| EXERCISE AIM |
In the material below, list every line carrying the string "CommandContext".

BEGIN GIVEN INFORMATION

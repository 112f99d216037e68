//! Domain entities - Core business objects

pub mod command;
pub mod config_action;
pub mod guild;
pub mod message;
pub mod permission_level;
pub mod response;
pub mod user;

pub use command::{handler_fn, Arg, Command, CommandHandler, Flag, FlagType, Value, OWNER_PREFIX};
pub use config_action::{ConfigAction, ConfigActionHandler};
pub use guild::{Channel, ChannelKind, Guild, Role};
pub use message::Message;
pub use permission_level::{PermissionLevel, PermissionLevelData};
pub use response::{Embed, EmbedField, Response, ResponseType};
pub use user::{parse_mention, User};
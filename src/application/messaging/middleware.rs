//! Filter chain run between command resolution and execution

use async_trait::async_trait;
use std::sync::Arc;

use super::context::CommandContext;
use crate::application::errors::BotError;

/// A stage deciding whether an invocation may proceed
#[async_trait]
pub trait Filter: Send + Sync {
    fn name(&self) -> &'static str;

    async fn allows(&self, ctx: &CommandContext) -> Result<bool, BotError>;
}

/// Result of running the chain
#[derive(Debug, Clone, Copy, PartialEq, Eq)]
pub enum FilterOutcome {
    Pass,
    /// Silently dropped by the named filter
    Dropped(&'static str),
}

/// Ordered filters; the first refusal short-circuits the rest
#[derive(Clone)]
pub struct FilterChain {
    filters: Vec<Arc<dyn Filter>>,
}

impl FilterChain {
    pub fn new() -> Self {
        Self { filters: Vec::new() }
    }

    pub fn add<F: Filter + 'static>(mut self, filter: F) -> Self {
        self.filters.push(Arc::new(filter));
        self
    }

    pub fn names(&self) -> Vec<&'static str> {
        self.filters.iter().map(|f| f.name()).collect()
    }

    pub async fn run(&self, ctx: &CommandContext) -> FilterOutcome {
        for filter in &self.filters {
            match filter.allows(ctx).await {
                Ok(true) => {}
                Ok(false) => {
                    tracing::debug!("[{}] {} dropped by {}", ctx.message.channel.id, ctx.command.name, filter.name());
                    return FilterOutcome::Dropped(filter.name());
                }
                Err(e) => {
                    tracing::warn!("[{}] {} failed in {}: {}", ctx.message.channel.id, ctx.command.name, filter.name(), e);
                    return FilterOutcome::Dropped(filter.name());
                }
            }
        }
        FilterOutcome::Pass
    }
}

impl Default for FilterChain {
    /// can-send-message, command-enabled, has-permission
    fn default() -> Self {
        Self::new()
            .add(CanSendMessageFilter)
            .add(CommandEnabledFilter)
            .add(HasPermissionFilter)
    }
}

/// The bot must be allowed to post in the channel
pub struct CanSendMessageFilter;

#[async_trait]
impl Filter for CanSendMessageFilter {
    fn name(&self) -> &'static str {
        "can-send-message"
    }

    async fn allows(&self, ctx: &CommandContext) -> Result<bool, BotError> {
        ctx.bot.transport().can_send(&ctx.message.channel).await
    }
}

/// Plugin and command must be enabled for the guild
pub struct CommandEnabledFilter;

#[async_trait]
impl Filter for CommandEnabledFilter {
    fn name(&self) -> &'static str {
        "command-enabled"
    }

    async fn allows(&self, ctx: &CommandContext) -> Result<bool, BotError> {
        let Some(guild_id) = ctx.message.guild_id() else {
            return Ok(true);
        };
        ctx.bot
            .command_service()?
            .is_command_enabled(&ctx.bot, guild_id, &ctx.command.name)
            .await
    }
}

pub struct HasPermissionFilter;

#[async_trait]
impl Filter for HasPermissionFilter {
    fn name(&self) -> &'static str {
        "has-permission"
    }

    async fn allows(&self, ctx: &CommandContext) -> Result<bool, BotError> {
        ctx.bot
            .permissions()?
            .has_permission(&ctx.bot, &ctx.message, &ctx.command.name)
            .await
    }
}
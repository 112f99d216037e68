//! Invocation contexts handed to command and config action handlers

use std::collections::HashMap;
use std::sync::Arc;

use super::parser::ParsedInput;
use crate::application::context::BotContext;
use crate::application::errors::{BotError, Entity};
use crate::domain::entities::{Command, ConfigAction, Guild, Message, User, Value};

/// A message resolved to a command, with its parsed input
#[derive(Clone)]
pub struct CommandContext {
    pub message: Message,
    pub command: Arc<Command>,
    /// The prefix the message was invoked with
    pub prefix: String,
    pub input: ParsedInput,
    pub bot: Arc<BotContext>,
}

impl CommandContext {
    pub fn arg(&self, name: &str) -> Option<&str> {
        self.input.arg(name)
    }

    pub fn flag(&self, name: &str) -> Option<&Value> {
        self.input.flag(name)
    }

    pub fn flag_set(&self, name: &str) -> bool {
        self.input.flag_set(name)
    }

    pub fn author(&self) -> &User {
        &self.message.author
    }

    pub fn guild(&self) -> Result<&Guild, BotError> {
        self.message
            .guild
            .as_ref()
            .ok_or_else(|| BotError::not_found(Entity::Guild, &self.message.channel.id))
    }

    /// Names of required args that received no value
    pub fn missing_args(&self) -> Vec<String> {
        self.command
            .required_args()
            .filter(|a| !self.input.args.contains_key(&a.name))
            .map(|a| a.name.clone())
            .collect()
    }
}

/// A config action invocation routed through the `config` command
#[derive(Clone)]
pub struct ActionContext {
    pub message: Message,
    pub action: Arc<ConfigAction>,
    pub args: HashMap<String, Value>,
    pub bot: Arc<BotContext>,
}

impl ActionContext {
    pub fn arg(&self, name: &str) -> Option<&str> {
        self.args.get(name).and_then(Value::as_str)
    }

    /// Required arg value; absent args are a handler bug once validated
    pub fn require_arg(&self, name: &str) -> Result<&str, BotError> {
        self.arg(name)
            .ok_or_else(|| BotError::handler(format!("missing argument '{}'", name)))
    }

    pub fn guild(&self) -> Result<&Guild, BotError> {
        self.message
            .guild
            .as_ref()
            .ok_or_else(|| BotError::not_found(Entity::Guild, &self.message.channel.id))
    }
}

END GIVEN INFORMATION

| SOLVED EXERCISE |
use super::context::CommandContext;
    async fn allows(&self, ctx: &CommandContext) -> Result<bool, BotError>;
    pub async fn run(&self, ctx: &CommandContext) -> FilterOutcome {
    async fn allows(&self, ctx: &CommandContext) -> Result<bool, BotError> {
    async fn allows(&self, ctx: &CommandContext) -> Result<bool, BotError> {
    async fn allows(&self, ctx: &CommandContext) -> Result<bool, BotError> {
pub struct CommandContext {
impl CommandContext {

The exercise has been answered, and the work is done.